This day stacks a 3 a.m. wake-up against a multi-hour drive on a genuinely demanding road — fatigue is the real risk here, more than any single stop being disappointing.
If the sunrise hike and the full Hana drive together feel unrealistic for your group, cutting the crater-top exploration short after sunrise is the easier sacrifice — the Road to Hana is the day’s real centerpiece and deserves the fresher half of your energy.
- This itinerary’s hardest day pairs two demanding activities back to back — treat the crater portion as flexible and the Hana drive as the priority if something has to give.
- Inter-island flight choice matters more on a tight schedule than it would on a slower trip — a single delay can cascade into a missed evening drive.
- Driving scenic routes later in the day, after morning traffic clears, is a real strategy worth using more than once across this week.
Day 6: Pipiwai Trail and Hana
After yesterday’s long push, day six slows down slightly — a morning hike followed by a more relaxed afternoon exploring whatever the inbound drive didn’t have time for.

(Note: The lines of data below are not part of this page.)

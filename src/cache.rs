//! Process-wide cache of catalog snapshots keyed by database URL.

use std::collections::HashMap;
use std::sync::Arc;
use std::time::{Duration, Instant};

use tokio::sync::{Mutex, RwLock};
use tracing::debug;

use crate::catalog::{Catalog, SchemaError, SchemaLoader};

struct CachedCatalog {
    catalog: Arc<Catalog>,
    created_at: Instant,
}

type Cell = Arc<RwLock<Option<CachedCatalog>>>;

/// TTL'd catalog cache with an independent reader/writer lock per URL,
/// so one database's slow refresh never blocks another's lookups.
///
/// The read-to-write handoff is not atomic: two connections hitting an
/// expired entry may both load, and the later store wins. Catalog loads
/// are idempotent, so the duplicate work is the whole cost.
pub struct SchemaCache {
    ttl: Duration,
    entries: Mutex<HashMap<String, Cell>>,
}

impl SchemaCache {
    /// A `ttl` of zero means entries never expire.
    pub fn new(ttl: Duration) -> Self {
        Self {
            ttl,
            entries: Mutex::new(HashMap::new()),
        }
    }

    /// Return the cached catalog for `url`, loading it through `loader`
    /// on a miss or after expiry.
    pub async fn get_or_load(
        &self,
        url: &str,
        loader: &dyn SchemaLoader,
    ) -> Result<Arc<Catalog>, SchemaError> {
        let cell = {
            let mut entries = self.entries.lock().await;
            entries.entry(url.to_string()).or_default().clone()
        };

        {
            let cached = cell.read().await;
            if let Some(entry) = cached.as_ref() {
                if self.ttl.is_zero() || entry.created_at.elapsed() < self.ttl {
                    return Ok(entry.catalog.clone());
                }
            }
        }

        let mut slot = cell.write().await;
        debug!(%url, "loading schema");
        let catalog = Arc::new(loader.load_schema(url).await?);
        *slot = Some(CachedCatalog {
            catalog: catalog.clone(),
            created_at: Instant::now(),
        });
        Ok(catalog)
    }
}
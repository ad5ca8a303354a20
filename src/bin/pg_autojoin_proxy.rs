use std::env;
use std::sync::Arc;
use std::time::Duration;

use clap::{ArgAction, Parser, ValueEnum};
use pg_autojoin::proxy::{CredentialDefaults, ProxyConfig, ProxyServer};
use pg_autojoin::tls::TlsTermination;
use pg_autojoin::{JoinBehavior, SchemaCache};
use tokio::net::TcpListener;
use tracing::info;
use tracing_subscriber::EnvFilter;
use url::Url;

#[derive(Parser)]
struct Args {
    /// Local listen address.
    #[arg(long, default_value = "127.0.0.1:5337")]
    listen: String,
    /// Remote postgres server address.
    #[arg(long, default_value = "127.0.0.1:5432")]
    proxy: String,
    /// Prefix row descriptors with the newly joined table (ex: email => users_email).
    #[arg(long, default_value_t = true, action = ArgAction::Set)]
    prefix: bool,
    /// The maximum number of seconds database schema should be cached (0 = never expire).
    #[arg(long = "cachettl", default_value_t = 3600)]
    cache_ttl: u64,
    /// Join type used for added joins.
    #[arg(long = "jointype", value_enum, default_value = "inner")]
    join_type: JoinType,
    /// Only respond to AUTOJOIN queries, pass all other queries through untouched.
    #[arg(long = "onlyjoin")]
    only_join: bool,
    /// Enable verbose output.
    #[arg(long)]
    verbose: bool,
}

#[derive(Copy, Clone, ValueEnum)]
enum JoinType {
    Inner,
    Left,
}

/// Proxy a local port to a PostgreSQL server, adding missing JOINs to
/// queries on the way through.
#[tokio::main]
async fn main() -> Result<(), Box<dyn std::error::Error>> {
    let args = Args::parse();
    init_tracing(args.verbose);

    let dburl =
        env::var("DATABASE_URL").map_err(|_| "DATABASE_URL env variable is required")?;
    let credential_defaults = credential_defaults(&dburl)?;

    let tls = match (
        env::var("PG_AUTOJOIN_CERTFILE"),
        env::var("PG_AUTOJOIN_KEYFILE"),
    ) {
        (Ok(cert), Ok(key)) if !cert.is_empty() && !key.is_empty() => {
            Some(TlsTermination::from_pem_files(&cert, &key).await?)
        }
        _ => None,
    };

    let join_behavior = match args.join_type {
        JoinType::Inner => JoinBehavior::Inner,
        JoinType::Left => JoinBehavior::Left,
    };

    let cache = Arc::new(SchemaCache::new(Duration::from_secs(args.cache_ttl)));
    let server = Arc::new(ProxyServer::new(
        ProxyConfig {
            upstream_addr: args.proxy.clone(),
            credential_defaults,
            only_respond_to_autojoins: args.only_join,
            prefix_field_descriptors: args.prefix,
            join_behavior,
            tls,
        },
        cache,
    ));

    let listener = TcpListener::bind(&args.listen).await?;
    info!("Proxying {} => {}", args.listen, args.proxy);
    server.serve(listener, shutdown_signal()).await?;
    Ok(())
}

fn credential_defaults(dburl: &str) -> Result<CredentialDefaults, url::ParseError> {
    let parsed = Url::parse(dburl)?;
    let user = (!parsed.username().is_empty()).then(|| parsed.username().to_string());
    let password = parsed.password().map(str::to_string);
    let database = parsed.path().trim_start_matches('/');
    let database = (!database.is_empty()).then(|| database.to_string());
    Ok(CredentialDefaults {
        user,
        password,
        database,
    })
}

async fn shutdown_signal() {
    let ctrl_c = async {
        let _ = tokio::signal::ctrl_c().await;
    };
    #[cfg(unix)]
    let terminate = async {
        match tokio::signal::unix::signal(tokio::signal::unix::SignalKind::terminate()) {
            Ok(mut signal) => {
                signal.recv().await;
            }
            Err(_) => std::future::pending::<()>().await,
        }
    };
    #[cfg(not(unix))]
    let terminate = std::future::pending::<()>();

    tokio::select! {
        _ = ctrl_c => {}
        _ = terminate => {}
    }
}

fn init_tracing(verbose: bool) {
    let default = if verbose { "debug" } else { "info" };
    tracing_subscriber::fmt()
        .with_env_filter(
            EnvFilter::try_from_default_env().unwrap_or_else(|_| EnvFilter::new(default)),
        )
        .init();
}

The Pipiwai Trail is the natural anchor here, a moderate hike through bamboo forest leading to a genuinely impressive waterfall.
A moderate-difficulty hike through bamboo forest, best tackled in the morning before midday heat sets in. The trail’s reputation rests on its waterfall payoff, but the forest section itself is worth taking slowly.
Spend the afternoon catching anything missed on yesterday’s drive in — a deliberately looser plan than the rest of the week, since the day’s main effort is already behind you by lunchtime.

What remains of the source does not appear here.